Pull out every line below holding the word "which".
╔══
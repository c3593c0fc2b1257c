//! Pac-Man wasm glue
//!
//! Owns the canvas, keyboard/touch bindings, the fixed-timestep loop, and the
//! `pacman_best` LocalStorage key. Tile positions from the sim are
//! interpolated per frame for smooth motion.

use std::cell::RefCell;
use std::rc::Rc;

use wasm_bindgen::JsCast;
use wasm_bindgen::prelude::*;
use web_sys::{CanvasRenderingContext2d, HtmlCanvasElement, KeyboardEvent, TouchEvent};

use super::maze::{MAZE_H, MAZE_ROWS, MAZE_W, Pellet, tile_index};
use super::sim::{
    DOWN, Dir, GameEvent, GamePhase, GhostState, LEFT, MAX_SUBSTEPS, PacmanSim, RIGHT, SIM_DT,
    TickInput, UP,
};
use crate::audio::{AudioManager, SoundEffect};
use crate::platform::storage;
use crate::settings::Settings;

const BEST_KEY: &str = "pacman_best";
const TILE: f64 = 24.0;
const HUD_H: f64 = 36.0;

const GHOST_COLORS: [&str; 4] = ["#e05a5a", "#e899c8", "#3cd6e8", "#e0984a"];

struct Game {
    sim: PacmanSim,
    input: TickInput,
    accumulator: f32,
    last_time: f64,
    best: u64,
    best_beaten: bool,
    audio: AudioManager,
    settings: Settings,
    touch_start: Option<(f32, f32)>,
    ctx: CanvasRenderingContext2d,
}

impl Game {
    fn new(ctx: CanvasRenderingContext2d) -> Self {
        let settings = Settings::load();
        let mut audio = AudioManager::new();
        audio.set_master_volume(settings.master_volume);
        audio.set_sfx_volume(settings.sfx_volume);

        Self {
            sim: PacmanSim::new(js_sys::Date::now() as u64),
            input: TickInput::default(),
            accumulator: 0.0,
            last_time: 0.0,
            best: storage::load_best(BEST_KEY),
            best_beaten: false,
            audio,
            settings,
            touch_start: None,
            ctx,
        }
    }

    fn restart(&mut self) {
        self.sim = PacmanSim::new(js_sys::Date::now() as u64);
        self.input = TickInput::default();
        self.accumulator = 0.0;
        self.best_beaten = false;
    }

    fn update(&mut self, dt: f32) {
        let dt = dt.min(0.1);
        self.accumulator += dt;
        let mut substeps = 0;
        while self.accumulator >= SIM_DT && substeps < MAX_SUBSTEPS {
            let input = self.input.clone();
            self.sim.tick(&input, SIM_DT);
            self.accumulator -= SIM_DT;
            substeps += 1;

            self.input.pause = false;
            self.input.desired = None;
        }

        let events: Vec<GameEvent> = self.sim.events.drain(..).collect();
        for event in events {
            match event {
                GameEvent::DotEaten => self.audio.play(SoundEffect::Pickup),
                GameEvent::PowerEaten => self.audio.play(SoundEffect::PowerUp),
                GameEvent::GhostEaten => self.audio.play(SoundEffect::Explosion),
                GameEvent::LifeLost => self.audio.play(SoundEffect::Crash),
                GameEvent::LevelCleared => self.audio.play(SoundEffect::LineClear),
                GameEvent::GameOver => self.finish_run(),
            }
        }
    }

    fn finish_run(&mut self) {
        if self.sim.score > self.best {
            self.best = self.sim.score;
            self.best_beaten = true;
            storage::save_best(BEST_KEY, self.best);
            self.audio.play(SoundEffect::HighScore);
        } else {
            self.audio.play(SoundEffect::GameOver);
        }
        log::info!(
            "Pac-Man run over (score {}, level {})",
            self.sim.score,
            self.sim.level
        );
    }

    /// Interpolated pixel center for a stepped entity. Wrap steps snap
    /// instead of lerping across the whole board.
    fn lerp_pos(prev: (i32, i32), tile: (i32, i32), progress: f64) -> (f64, f64) {
        let (dx, dy) = (tile.0 - prev.0, tile.1 - prev.1);
        if dx.abs() > 1 || dy.abs() > 1 {
            return (
                tile.0 as f64 * TILE + TILE / 2.0,
                tile.1 as f64 * TILE + TILE / 2.0,
            );
        }
        let x = prev.0 as f64 + dx as f64 * progress;
        let y = prev.1 as f64 + dy as f64 * progress;
        (x * TILE + TILE / 2.0, y * TILE + TILE / 2.0)
    }

    fn draw(&self, time: f64) {
        let ctx = &self.ctx;
        let w = MAZE_W as f64 * TILE;
        let h = MAZE_H as f64 * TILE + HUD_H;

        ctx.set_fill_style_str("#000008");
        ctx.fill_rect(0.0, 0.0, w, h);

        // Walls and door from the static layout
        for (row, line) in MAZE_ROWS.iter().enumerate() {
            for (col, ch) in line.chars().enumerate() {
                let x = col as f64 * TILE;
                let y = row as f64 * TILE;
                match ch {
                    '#' => {
                        ctx.set_fill_style_str("#1b2a6b");
                        ctx.fill_rect(x + 1.0, y + 1.0, TILE - 2.0, TILE - 2.0);
                    }
                    '=' => {
                        ctx.set_fill_style_str("#e899c8");
                        ctx.fill_rect(x + 2.0, y + TILE / 2.0 - 2.0, TILE - 4.0, 4.0);
                    }
                    _ => {}
                }
            }
        }

        // Pellets
        let blink_off = !self.settings.reduced_flash && (time / 250.0) as u64 % 2 == 0;
        for row in 0..MAZE_H {
            for col in 0..MAZE_W {
                let cx = col as f64 * TILE + TILE / 2.0;
                let cy = row as f64 * TILE + TILE / 2.0;
                match self.sim.pellets[tile_index(col, row)] {
                    Pellet::Dot => {
                        ctx.set_fill_style_str("#f2d2a9");
                        ctx.fill_rect(cx - 2.0, cy - 2.0, 4.0, 4.0);
                    }
                    Pellet::Power => {
                        if !blink_off {
                            ctx.set_fill_style_str("#f2d2a9");
                            ctx.begin_path();
                            ctx.arc(cx, cy, 6.0, 0.0, std::f64::consts::TAU).ok();
                            ctx.fill();
                        }
                    }
                    Pellet::None => {}
                }
            }
        }

        // Player: a disc with a mouth wedge opening toward the heading
        let (px, py) = Self::lerp_pos(
            self.sim.pac_prev,
            self.sim.pac_tile,
            self.sim.pac_progress() as f64,
        );
        let mouth = 0.35 * ((time / 60.0).sin().abs());
        let heading = match self.sim.pac_dir {
            d if d == RIGHT => 0.0,
            d if d == DOWN => std::f64::consts::FRAC_PI_2,
            d if d == LEFT => std::f64::consts::PI,
            _ => -std::f64::consts::FRAC_PI_2,
        };
        ctx.set_fill_style_str("#ffd866");
        ctx.begin_path();
        ctx.move_to(px, py);
        ctx.arc(
            px,
            py,
            TILE * 0.42,
            heading + mouth,
            heading - mouth + std::f64::consts::TAU,
        )
        .ok();
        ctx.close_path();
        ctx.fill();

        // Ghosts
        for (i, ghost) in self.sim.ghosts.iter().enumerate() {
            let (gx, gy) = Self::lerp_pos(
                ghost.prev_tile,
                ghost.tile,
                self.sim.ghost_progress(i) as f64,
            );
            let r = TILE * 0.42;
            match ghost.state {
                GhostState::Eaten => {
                    // Just the eyes heading home
                    ctx.set_fill_style_str("#ffffff");
                    for ex in [-4.0, 4.0] {
                        ctx.begin_path();
                        ctx.arc(gx + ex, gy - 2.0, 3.0, 0.0, std::f64::consts::TAU).ok();
                        ctx.fill();
                    }
                    continue;
                }
                GhostState::Frightened => {
                    // Flash white as the window runs out
                    let closing = self.sim.frightened_ticks < 240;
                    let flash = closing
                        && !self.settings.reduced_flash
                        && (time / 180.0) as u64 % 2 == 0;
                    ctx.set_fill_style_str(if flash { "#e8e8e8" } else { "#3a4ae0" });
                }
                _ => ctx.set_fill_style_str(GHOST_COLORS[i % GHOST_COLORS.len()]),
            }
            // Dome plus skirt
            ctx.begin_path();
            ctx.arc(gx, gy - 1.0, r, std::f64::consts::PI, std::f64::consts::TAU)
                .ok();
            ctx.fill();
            ctx.fill_rect(gx - r, gy - 1.0, r * 2.0, r);
            if ghost.state != GhostState::Frightened {
                ctx.set_fill_style_str("#ffffff");
                for ex in [-4.0, 4.0] {
                    ctx.begin_path();
                    ctx.arc(gx + ex, gy - 3.0, 3.0, 0.0, std::f64::consts::TAU).ok();
                    ctx.fill();
                }
            }
        }

        // HUD strip below the maze
        let hud_y = MAZE_H as f64 * TILE + 24.0;
        ctx.set_fill_style_str("#e8e8e8");
        ctx.set_font("15px 'Fira Code', monospace");
        ctx.set_text_align("left");
        ctx.fill_text(&format!("SCORE {}", self.sim.score), 8.0, hud_y).ok();
        ctx.set_text_align("center");
        ctx.fill_text(
            &format!("LIVES {}  LVL {}", self.sim.lives, self.sim.level),
            w / 2.0,
            hud_y,
        )
        .ok();
        ctx.set_text_align("right");
        ctx.fill_text(&format!("BEST {}", self.best), w - 8.0, hud_y).ok();

        match self.sim.phase {
            GamePhase::Paused => self.draw_overlay("PAUSED", "Esc to resume"),
            GamePhase::GameOver => {
                let title = if self.best_beaten {
                    "NEW BEST!"
                } else {
                    "GAME OVER"
                };
                self.draw_overlay(title, "Space to restart");
            }
            GamePhase::Playing => {}
        }
    }

    fn draw_overlay(&self, title: &str, hint: &str) {
        let ctx = &self.ctx;
        let w = MAZE_W as f64 * TILE;
        let h = MAZE_H as f64 * TILE + HUD_H;

        ctx.set_fill_style_str("rgba(0,0,0,0.6)");
        ctx.fill_rect(0.0, 0.0, w, h);
        ctx.set_fill_style_str("#ffffff");
        ctx.set_text_align("center");
        ctx.set_font("26px 'Fira Code', monospace");
        ctx.fill_text(title, w / 2.0, h / 2.0 - 8.0).ok();
        ctx.set_font("15px 'Fira Code', monospace");
        ctx.fill_text(hint, w / 2.0, h / 2.0 + 24.0).ok();
    }
}
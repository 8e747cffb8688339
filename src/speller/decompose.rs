//! Tier-based decomposition of an integer magnitude into words.
//!
//! A magnitude `n` that is not itself a tier is split around its scale (the
//! tightest tier not exceeding it):
//!
//! ```text
//! n = quotient × base + remainder
//!
//! 12345 ──▶ [ 12 ]      [ ሽሕን ]      [ 345 ]
//!            pending     tier word    pending (or remainder word + ን
//!                        (+ ን if      when 345 were a tier)
//!                        remainder)
//! ```
//!
//! Pending magnitudes sit on an explicit worklist. Popping one either
//! resolves it (tier values map straight to their word) or expands it into
//! up to three tokens pushed back in reverse order, so the output comes out
//! most significant first. Each expansion yields parts strictly smaller than
//! the magnitude it replaced, which bounds the loop.

use crate::error::SpellError;
use crate::lexicon::Lexicon;

/// One cell of the working sequence.
#[derive(Debug, Clone, PartialEq, Eq)]
enum WordToken {
    Pending(u64),
    Resolved(String),
}

/// A single expansion step, recorded for verbose output.
#[derive(Debug, Clone, Copy, PartialEq, Eq)]
pub struct Expansion {
    pub magnitude: u64,
    pub base: u64,
    pub quotient: u64,
    pub remainder: u64,
}

/// Decompose `n` into its raw (unsanitized) word sequence.
///
/// Zero is spelled as the zero word; it never occurs as a quotient or a
/// remainder, both of which are emitted only when non-zero.
pub(crate) fn decompose(
    n: u64,
    lexicon: &Lexicon,
    mut trace: Option<&mut Vec<Expansion>>,
) -> Result<Vec<String>, SpellError> {
    if n == 0 {
        return Ok(vec![lexicon.zero().to_string()]);
    }

    let mut worklist = vec![WordToken::Pending(n)];
    let mut words = Vec::new();

    while let Some(token) = worklist.pop() {
        let magnitude = match token {
            WordToken::Resolved(word) => {
                words.push(word);
                continue;
            }
            WordToken::Pending(m) => m,
        };

        if let Some(word) = lexicon.tier_word(magnitude) {
            words.push(word.to_string());
            continue;
        }

        let tier = lexicon.scale_of(magnitude).ok_or(SpellError::MagnitudeOutOfRange {
            magnitude: u128::from(magnitude),
            limit: lexicon.limit(),
        })?;
        let quotient = magnitude / tier.value;
        let remainder = magnitude % tier.value;

        tracing::trace!(magnitude, base = tier.value, quotient, remainder, "expand");
        if let Some(trace) = trace.as_mut() {
            trace.push(Expansion { magnitude, base: tier.value, quotient, remainder });
        }

        if remainder == 0 {
            worklist.push(WordToken::Resolved(tier.word.clone()));
        } else {
            let rest = match lexicon.tier_word(remainder) {
                Some(word) => WordToken::Resolved(lexicon.with_connective(word)),
                None => WordToken::Pending(remainder),
            };
            worklist.push(rest);
            worklist.push(WordToken::Resolved(lexicon.with_connective(&tier.word)));
        }
        worklist.push(WordToken::Pending(quotient));
    }

    Ok(words)
}

#[cfg(test)]
mod tests {
    use super::*;

    fn raw(n: u64) -> Vec<String> {
        decompose(n, Lexicon::tigrinya(), None).unwrap()
    }

    #[test]
    fn tier_values_resolve_directly() {
        assert_eq!(raw(7), ["ሸዋዕተ"]);
        assert_eq!(raw(10), ["ዓሰርተ"]);
        assert_eq!(raw(60), ["ስሳ"]);
        assert_eq!(raw(100), ["ሚእቲ"]);
        assert_eq!(raw(1_000_000_000), ["ቢሊዮን"]);
    }

    #[test]
    fn raw_sequence_keeps_leading_unit() {
        assert_eq!(raw(11), ["ሓደ", "ዓሰርተን", "ሓደን"]);
        assert_eq!(raw(21), ["ሓደ", "ዒስራን", "ሓደን"]);
        assert_eq!(raw(123), ["ሓደ", "ሚእቲን", "ሓደ", "ዒስራን", "ሰለስተን"]);
    }

    #[test]
    fn zero_remainder_emits_no_token() {
        assert_eq!(raw(200), ["ክልተ", "ሚእቲ"]);
        assert_eq!(raw(3_000_000), ["ሰለስተ", "ሚሊዮን"]);
    }

    #[test]
    fn quotients_are_decomposed_recursively() {
        assert_eq!(
            raw(12_345),
            ["ሓደ", "ዓሰርተን", "ክልተን", "ሽሕን", "ሰለስተ", "ሚእቲን", "ሓደ", "ኣርብዓን", "ሓሙሽስተን"]
        );
    }

    #[test]
    fn records_expansions_in_order() {
        let mut trace = Vec::new();
        decompose(230, Lexicon::tigrinya(), Some(&mut trace)).unwrap();
        assert_eq!(trace, [Expansion { magnitude: 230, base: 100, quotient: 2, remainder: 30 }]);

        trace.clear();
        decompose(1_021, Lexicon::tigrinya(), Some(&mut trace)).unwrap();
        let magnitudes: Vec<u64> = trace.iter().map(|e| e.magnitude).collect();
        assert_eq!(magnitudes, [1_021, 21]);
    }

    #[test]
    fn out_of_range_fails() {
        let err = decompose(10_000_000_000, Lexicon::tigrinya(), None).unwrap_err();
        assert_eq!(err, SpellError::MagnitudeOutOfRange { magnitude: 10_000_000_000, limit: 10_000_000_000 });
    }

    #[test]
    fn largest_supported_magnitude() {
        let words = raw(9_999_999_999);
        assert_eq!(words.first().map(String::as_str), Some("ትሽዓተ"));
        assert_eq!(words[1], "ቢሊዮንን");
    }
}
╚══
REPLY TO THE EXERCISE —
//! the magnitude it replaced, which bounds the loop.
/// remainder, both of which are emitted only when non-zero.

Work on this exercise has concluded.